Results 1 to 5 of 5
-
06-16-2005, 09:59 PM #1WHT Addict
- Join Date
- Jan 2005
- Posts
- 110
Dedicated IP for own SSL certificate: Technically Why???
I have been reading all around that you need a dedicated IP for your own SSL certificate but don't need one for shared SSL. But can't seem to find the technical reason as to why it is needed. As far as my understanding goes, in a shared envoirment there are many domains hosted on same machine and may be on same IP also. Like this:
my-hosts-domain.com => IP 66.66.66.66 => SSL installed
abc.com => IP 66.66.66.66 => uses shared SSL of host
pqr.com => IP 33.33.33.33 => same machine but own SSL installed
I need to know when a single machine can host so many IPs, a single IP can have so many domains attached to it, can a single IP cannot have multiple SSL certs issued for different hosts.
Regards
Akash
-
06-16-2005, 10:01 PM #2Web Hosting Master
- Join Date
- Jun 2000
- Location
- Washington, USA
- Posts
- 5,990
The Secure Socket Layer (SSL) is setup before the HTTP headers are passed.
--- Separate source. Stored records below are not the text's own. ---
//! End-to-end orchestration: normalize → route → retrieve → rank → pick
//! display → top-1 output row.
//!
//! Per-query work is stateless; the lexicon is `Arc`-shared and read-only,
//! so batches fan out across a bounded number of concurrent rows and output
//! is reassembled by original input index. A bad row never poisons the
//! batch: row-level failures are logged and resolved to placeholder rows.

use std::sync::Arc;

use futures::stream::{self, StreamExt};
use tracing::{debug, warn};

use crate::config::{ConfigError, PipelineConfig};
use crate::display::pick_display;
use crate::normalize::lexicon::AcronymLexicon;
use crate::normalize::{NormalizeError, Normalizer};
use crate::rank::rank;
use crate::retrieve::Retriever;
use crate::route::{RouteError, route};
use crate::types::{EntityType, OutputRow, Query};

#[derive(Debug, thiserror::Error)]
pub enum MapError {
    #[error(transparent)]
    Config(#[from] ConfigError),

    #[error(transparent)]
    Normalize(#[from] NormalizeError),

    #[error(transparent)]
    Route(#[from] RouteError),
}

/// Drives queries through the full mapping pipeline.
pub struct Pipeline<R> {
    normalizer: Normalizer,
    retriever: R,
    config: PipelineConfig,
}

impl<R: Retriever> Pipeline<R> {
    /// Validates `config` and assembles a pipeline around the shared lexicon
    /// and the external retrieval capability.
    pub fn new(
        lexicon: Arc<AcronymLexicon>,
        retriever: R,
        config: PipelineConfig,
    ) -> Result<Self, MapError> {
        config.validate()?;
        Ok(Self {
            normalizer: Normalizer::new(lexicon),
            retriever,
            config,
        })
    }

    /// Maps one query to its output row.
    ///
    /// Recoverable conditions (retrieval failure, empty admissible set,
    /// lenient empty normalization) resolve to a NO_MATCH row with the
    /// system still set. `Err` is reserved for the per-row fatal cases:
    /// an unrecognized entity type, or empty normalization in strict mode.
    pub async fn map_entity(&self, query: &Query) -> Result<OutputRow, MapError> {
        let normalized = self.normalizer.normalize(&query.raw_text);
        if normalized.is_empty() && self.config.strict_normalization {
            return Err(NormalizeError::EmptyInput(query.raw_text.clone()).into());
        }

        let entity_type = EntityType::parse(&query.entity_type)?;
        let system = route(entity_type);

        if normalized.is_empty() {
            warn!(input = %query.raw_text, "input normalized to empty, resolving to NO_MATCH");
            return Ok(OutputRow::no_match(query, Some(system)));
        }

        let candidates = match self
            .retriever
            .search(system, &normalized.expanded_text, self.config.top_k)
            .await
        {
            Ok(candidates) => candidates,
            Err(e) => {
                warn!(system = %system, error = %e, "retrieval failed, resolving row to NO_MATCH");
                return Ok(OutputRow::no_match(query, Some(system)));
            }
        };

        let ranked = rank(&normalized, entity_type, candidates, &self.config.weights);
        for rc in ranked.iter().take(3) {
            debug!(
                rank = rc.rank,
                code = %rc.candidate.code,
                score = rc.final_score,
                text = %rc.candidate.text,
                "ranked candidate"
            );
        }

        let choices = pick_display(&ranked);
        match choices.first() {
            Some(top) => Ok(OutputRow::matched(
                query,
                system,
                top.code.clone(),
                top.chosen_text.clone(),
            )),
            None => {
                debug!(input = %query.raw_text, system = %system, "no admissible candidate");
                Ok(OutputRow::no_match(query, Some(system)))
            }
        }
    }

    /// Maps an ordered batch of queries to an equal-length ordered batch of
    /// output rows, `output[i]` always corresponding to `queries[i]`.
    ///
    /// Rows are processed concurrently (bounded by `config.concurrency`) and
    /// reassembled by input index. A row whose mapping fails yields a
    /// placeholder row with every output column empty; the batch continues.
    pub async fn map_batch(&self, queries: &[Query]) -> Vec<OutputRow> {
        let outcomes: Vec<(usize, Result<OutputRow, MapError>)> =
            stream::iter(queries.iter().enumerate())
                .map(|(index, query)| async move { (index, self.map_entity(query).await) })
                .buffer_unordered(self.config.concurrency)
                .collect()
                .await;

        let mut rows: Vec<Option<OutputRow>> = vec![None; queries.len()];
        for (index, outcome) in outcomes {
            let row = match outcome {
                Ok(row) => row,
                Err(e) => {
                    warn!(index, error = %e, "row failed, continuing batch");
                    OutputRow::no_match(&queries[index], None)
                }
            };
            rows[index] = Some(row);
        }
        rows.into_iter()
            .map(|row| row.expect("every input index produces exactly one row"))
            .collect()
    }
}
So, in a shared IP situation, you establish the SSL connection, then your browser passes the Host: header.
-
06-16-2005, 10:04 PM #3Web Hosting Master
- Join Date
- Apr 2000
- Location
- California
- Posts
- 3,051
SSL happens at a lower layer than HTTP, actually, so you can only have one certificate per IP (per port), and this is why you can't install multiple certificates on a single IP, since it's actually connecting to the IP and port. You can have additional certificates on different ports on the same IP, but not the default SSL port (443) for secure web pages.
-
06-16-2005, 10:16 PM #4WHT Addict
- Join Date
- Jan 2005
- Posts
- 110
When the browser establishes a SSL connection with the IP, is it that time the server sends the information on host to which the cert attached to this IP has been issued. And later browser matches it with the host you typed in? I agree that two certs on same IP would mean a confusion and problem but I need to know what actually prevents multiple certs installation on same IP. Is it the server software like Apache or something else?
-
06-16-2005, 10:24 PM #5Web Hosting Master
- Join Date
- Apr 2000
- Location
- California
- Posts
- 3,051
As mentioned above, it's a lower layer than HTTP (than what Apache is running), so this is what decides if it's possible or not. As for two on the same IP, they can be run on the same IP, but not on the same port at the same time. The port is already bound to (taken) by one.